Phosphate functional groups improve OPF osteoconduction and BMP-2 osteoinductive efficacy

Off the shelf availability in large quantities, drug delivery functionality, and modifiable chemistry and mechanical properties makes synthetic polymers highly suitable candidates for bone grafting. However, most synthetic polymers lack the ability to support cell attachment, proliferation, migration and differentiation and ultimately tissue formation. Incorporating anionic peptides into the polymer that mimic acidic proteins, which contribute to biomineralization and cellular attachment, could enhance bone formation. Therefore, this study investigates the effect of a phosphate functional group on osteoconductivity and BMP-2 induced bone formation in an injectable and biodegradable oligo[(polyethylene glycol) fumarate] (OPF) hydrogel.
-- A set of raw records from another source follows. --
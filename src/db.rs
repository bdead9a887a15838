use std::path::Path;
use std::time::Duration;

use anyhow::{Context, Result};
use chrono::Utc;
use rusqlite::{Connection, OptionalExtension, TransactionBehavior, params};

use crate::http::AudioResponse;

const BUSY_TIMEOUT: Duration = Duration::from_secs(5);

/// Named request-URL → response stores, one SQLite file shared by every
/// connection the worker opens.
pub(crate) struct CacheStorage {
    conn: Connection,
}

impl CacheStorage {
    pub(crate) fn open(path: &Path) -> Result<Self> {
        if let Some(parent) = path.parent() {
            std::fs::create_dir_all(parent).with_context(|| {
                format!("failed to create cache directory {}", parent.display())
            })?;
        }
        let conn = Connection::open(path)
            .with_context(|| format!("failed to open cache storage at {}", path.display()))?;
        conn.busy_timeout(BUSY_TIMEOUT)
            .context("failed to configure cache storage busy timeout")?;
        Ok(Self { conn })
    }

    pub(crate) fn migrate(&self) -> Result<()> {
        self.conn.execute_batch(
            r#"
            CREATE TABLE IF NOT EXISTS caches (
                name TEXT PRIMARY KEY,
                created_at TEXT NOT NULL
            );
            CREATE TABLE IF NOT EXISTS cache_entries (
                cache_name TEXT NOT NULL,
                url TEXT NOT NULL,
                status INTEGER NOT NULL,
                status_text TEXT NOT NULL,
                content_type TEXT,
                body BLOB NOT NULL,
                stored_at TEXT NOT NULL,
                PRIMARY KEY (cache_name, url)
            );
            CREATE INDEX IF NOT EXISTS idx_cache_entries_url ON cache_entries(url);
            "#,
        )?;
        Ok(())
    }

    /// Store names in creation order.
    pub(crate) fn keys(&self) -> Result<Vec<String>> {
        let mut stmt = self
            .conn
            .prepare("SELECT name FROM caches ORDER BY rowid")?;
        let rows = stmt.query_map([], |row| row.get::<_, String>(0))?;

        let mut out = Vec::new();
        for row in rows {
            out.push(row?);
        }
        Ok(out)
    }

    pub(crate) fn has(&self, cache_name: &str) -> Result<bool> {
        let found = self
            .conn
            .query_row(
                "SELECT 1 FROM caches WHERE name = ?1",
                params![cache_name],
                |_| Ok(()),
            )
            .optional()?;
        Ok(found.is_some())
    }

    pub(crate) fn delete(&mut self, cache_name: &str) -> Result<bool> {
        let tx = self
            .conn
            .transaction_with_behavior(TransactionBehavior::Immediate)?;
        tx.execute(
            "DELETE FROM cache_entries WHERE cache_name = ?1",
            params![cache_name],
        )?;
        let removed = tx.execute("DELETE FROM caches WHERE name = ?1", params![cache_name])?;
        tx.commit()?;
        Ok(removed > 0)
    }

    /// Creates the named store on its first entry; overwrites an existing entry.
    pub(crate) fn put(&mut self, cache_name: &str, url: &str, response: &AudioResponse) -> Result<()> {
        let now = Utc::now().to_rfc3339();
        let tx = self
            .conn
            .transaction_with_behavior(TransactionBehavior::Immediate)?;
        tx.execute(
            "INSERT OR IGNORE INTO caches (name, created_at) VALUES (?1, ?2)",
            params![cache_name, now],
        )?;
        tx.execute(
            r#"
            INSERT INTO cache_entries (cache_name, url, status, status_text, content_type, body, stored_at)
            VALUES (?1, ?2, ?3, ?4, ?5, ?6, ?7)
            ON CONFLICT(cache_name, url) DO UPDATE SET
                status = excluded.status,
                status_text = excluded.status_text,
                content_type = excluded.content_type,
                body = excluded.body,
                stored_at = excluded.stored_at
            "#,
            params![
                cache_name,
                url,
                i64::from(response.status),
                response.status_text,
                response.content_type,
                response.body,
                now
            ],
        )?;
        tx.commit()?;
        Ok(())
    }

    /// First hit across all stores, oldest store first.
    pub(crate) fn match_url(&self, url: &str) -> Result<Option<AudioResponse>> {
        let mut stmt = self.conn.prepare(
            r#"
            SELECT e.status, e.status_text, e.content_type, e.body
            FROM cache_entries e
            JOIN caches c ON c.name = e.cache_name
            WHERE e.url = ?1
            ORDER BY c.rowid
            LIMIT 1
            "#,
        )?;
        let response = stmt
            .query_row(params![url], |row| {
                let status: i64 = row.get(0)?;
                Ok(AudioResponse {
                    status: u16::try_from(status).unwrap_or(200),
                    status_text: row.get(1)?,
                    content_type: row.get(2)?,
                    body: row.get(3)?,
                })
            })
            .optional()?;
        Ok(response)
    }

    pub(crate) fn entry_count(&self, cache_name: &str) -> Result<usize> {
        let count: i64 = self.conn.query_row(
            "SELECT COUNT(*) FROM cache_entries WHERE cache_name = ?1",
            params![cache_name],
            |row| row.get(0),
        )?;
        Ok(usize::try_from(count).unwrap_or(0))
    }
}
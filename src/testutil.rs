use std::collections::HashMap;
use std::io::{Read, Write};
use std::net::{TcpListener, TcpStream};
use std::path::PathBuf;
use std::sync::atomic::{AtomicUsize, Ordering};
use std::sync::mpsc;
use std::sync::{Arc, Mutex};
use std::time::{Duration, SystemTime, UNIX_EPOCH};

use crate::http::Origin;

#[derive(Debug, Clone)]
pub(crate) struct Route {
    status: u16,
    content_type: &'static str,
    body: String,
}

impl Route {
    pub(crate) fn audio(body: &str) -> Self {
        Self {
            status: 200,
            content_type: "audio/mpeg",
            body: body.to_string(),
        }
    }

    pub(crate) fn status(status: u16) -> Self {
        Self {
            status,
            content_type: "text/plain",
            body: format!("status {status}"),
        }
    }
}

/// Serves fixed routes by request path; unknown paths get a 404.
#[derive(Debug)]
pub(crate) struct TestServer {
    pub(crate) base_url: String,
    requests: Arc<AtomicUsize>,
    hits: Arc<Mutex<HashMap<String, usize>>>,
    shutdown_tx: mpsc::Sender<()>,
    join_handle: Option<std::thread::JoinHandle<()>>,
}

impl TestServer {
    pub(crate) fn spawn(routes: Vec<(&str, Route)>) -> Self {
        let listener = TcpListener::bind(("127.0.0.1", 0)).expect("bind test server");
        listener.set_nonblocking(true).expect("set nonblocking");
        let addr = listener.local_addr().expect("local addr");

        let routes: Arc<HashMap<String, Route>> = Arc::new(
            routes
                .into_iter()
                .map(|(path, route)| (path.to_string(), route))
                .collect(),
        );
        let requests = Arc::new(AtomicUsize::new(0));
        let requests_clone = Arc::clone(&requests);
        let hits = Arc::new(Mutex::new(HashMap::new()));
        let hits_clone = Arc::clone(&hits);
        let (shutdown_tx, shutdown_rx) = mpsc::channel::<()>();

        let join_handle = std::thread::spawn(move || {
            loop {
                if shutdown_rx.try_recv().is_ok() {
                    break;
                }

                match listener.accept() {
                    Ok((mut stream, _)) => {
                        requests_clone.fetch_add(1, Ordering::SeqCst);
                        let routes = Arc::clone(&routes);
                        let hits = Arc::clone(&hits_clone);
                        std::thread::spawn(move || {
                            let path = read_request_path(&mut stream).unwrap_or_default();
                            *hits
                                .lock()
                                .expect("lock hits")
                                .entry(path.clone())
                                .or_insert(0) += 1;
                            let route = routes
                                .get(&path)
                                .cloned()
                                .unwrap_or_else(|| Route::status(404));
                            let _ = write_response(&mut stream, &route);
                        });
                    }
                    Err(err) if err.kind() == std::io::ErrorKind::WouldBlock => {
                        std::thread::sleep(Duration::from_millis(5));
                    }
                    Err(_) => break,
                }
            }
        });

        Self {
            base_url: format!("http://{addr}"),
            requests,
            hits,
            shutdown_tx,
            join_handle: Some(join_handle),
        }
    }

    pub(crate) fn origin(&self) -> Origin {
        Origin::parse(&self.base_url).expect("test origin")
    }

    pub(crate) fn request_count(&self) -> usize {
        self.requests.load(Ordering::SeqCst)
    }

    pub(crate) fn hits(&self, path: &str) -> usize {
        self.hits
            .lock()
            .expect("lock hits")
            .get(path)
            .copied()
            .unwrap_or(0)
    }
}

impl Drop for TestServer {
    fn drop(&mut self) {
        let _ = self.shutdown_tx.send(());
        if let Some(handle) = self.join_handle.take() {
            let _ = handle.join();
        }
    }
}

fn read_request_path(stream: &mut TcpStream) -> std::io::Result<String> {
    stream.set_read_timeout(Some(Duration::from_millis(200)))?;
    let mut buf = [0_u8; 1024];
    let mut data = Vec::new();
    loop {
        match stream.read(&mut buf) {
            Ok(0) => break,
            Ok(read) => {
                data.extend_from_slice(&buf[..read]);
                if data.windows(4).any(|window| window == b"\r\n\r\n") {
                    break;
                }
            }
            Err(err)
                if err.kind() == std::io::ErrorKind::WouldBlock
                    || err.kind() == std::io::ErrorKind::TimedOut =>
            {
                break;
            }
            Err(err) => return Err(err),
        }
    }
    let head = String::from_utf8_lossy(&data);
    Ok(head
        .lines()
        .next()
        .and_then(|line| line.split_whitespace().nth(1))
        .unwrap_or_default()
        .to_string())
}

fn reason_phrase(status: u16) -> &'static str {
    match status {
        200 => "OK",
        404 => "Not Found",
        500 => "Internal Server Error",
        503 => "Service Unavailable",
        _ => "Status",
    }
}

fn write_response(stream: &mut TcpStream, route: &Route) -> std::io::Result<()> {
    let reason = reason_phrase(route.status);
    let payload = route.body.as_bytes();
    write!(
        stream,
        "HTTP/1.1 {} {reason}\r\nContent-Type: {}\r\nContent-Length: {}\r\nConnection: close\r\n\r\n",
        route.status,
        route.content_type,
        payload.len()
    )?;
    stream.write_all(payload)?;
    stream.flush()
}

/// An origin whose port was bound and released, so connections are refused.
pub(crate) fn closed_origin() -> Origin {
    let listener = TcpListener::bind(("127.0.0.1", 0)).expect("bind closed port");
    let addr = listener.local_addr().expect("closed port addr");
    drop(listener);
    Origin::parse(&format!("http://{addr}")).expect("closed origin")
}

pub(crate) fn temp_dir(label: &str) -> PathBuf {
    let dir = std::env::temp_dir().join(format!(
        "letras_{label}_{}",
        SystemTime::now()
            .duration_since(UNIX_EPOCH)
            .expect("clock after epoch")
            .as_nanos()
    ));
    std::fs::create_dir_all(&dir).expect("temp dir should be creatable");
    dir
}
Three types of OPF hydrogels were fabricated using 0%, 20% or 40% Bis(2-(methacryloyloxy)ethyl) phosphate (BP) creating unmodified OPF-noBP and phosphate modified OPF-BP20 and OPF-BP40, respectively. To account for the osteoinductive effect of various BMP-2 release profiles, two different release profiles (i.e. different ratios of burst and sustained release) were obtained by varying the BMP-2 loading method. To investigate the osteoconductive effect of phosphate modification, unloaded OPF composites were assessed for bone formation in a bone defect model after 3, 6 and 9 weeks. To determine the effect of the hydrogel phosphate modification on BMP-2 induced bone formation, BMP-2 loaded OPF composites with differential BMP-2 release were analyzed after 9 weeks of subcutaneous implantation in rats. The phosphate modified OPF hydrogels (OPF-BP20, OPF-BP40) generated significantly more bone in an orthotopic defect compared to the unmodified hydrogel (OPF-noBP). Furthermore, the phosphate functionalized surface enhanced BMP-2 induced ectopic bone formation regardless of the BMP-2 release profile. In conclusion, this study clearly shows that phosphate functional groups improve the osteoconductive properties of OPF and enhanced BMP-2 induced bone formation. Therefore, functionalizing hydrogels with phosphate groups by crosslinking monomers into the hydrogel matrix could provide a valuable method for improving polymer characteristics and hold great promise for bone tissue engineering.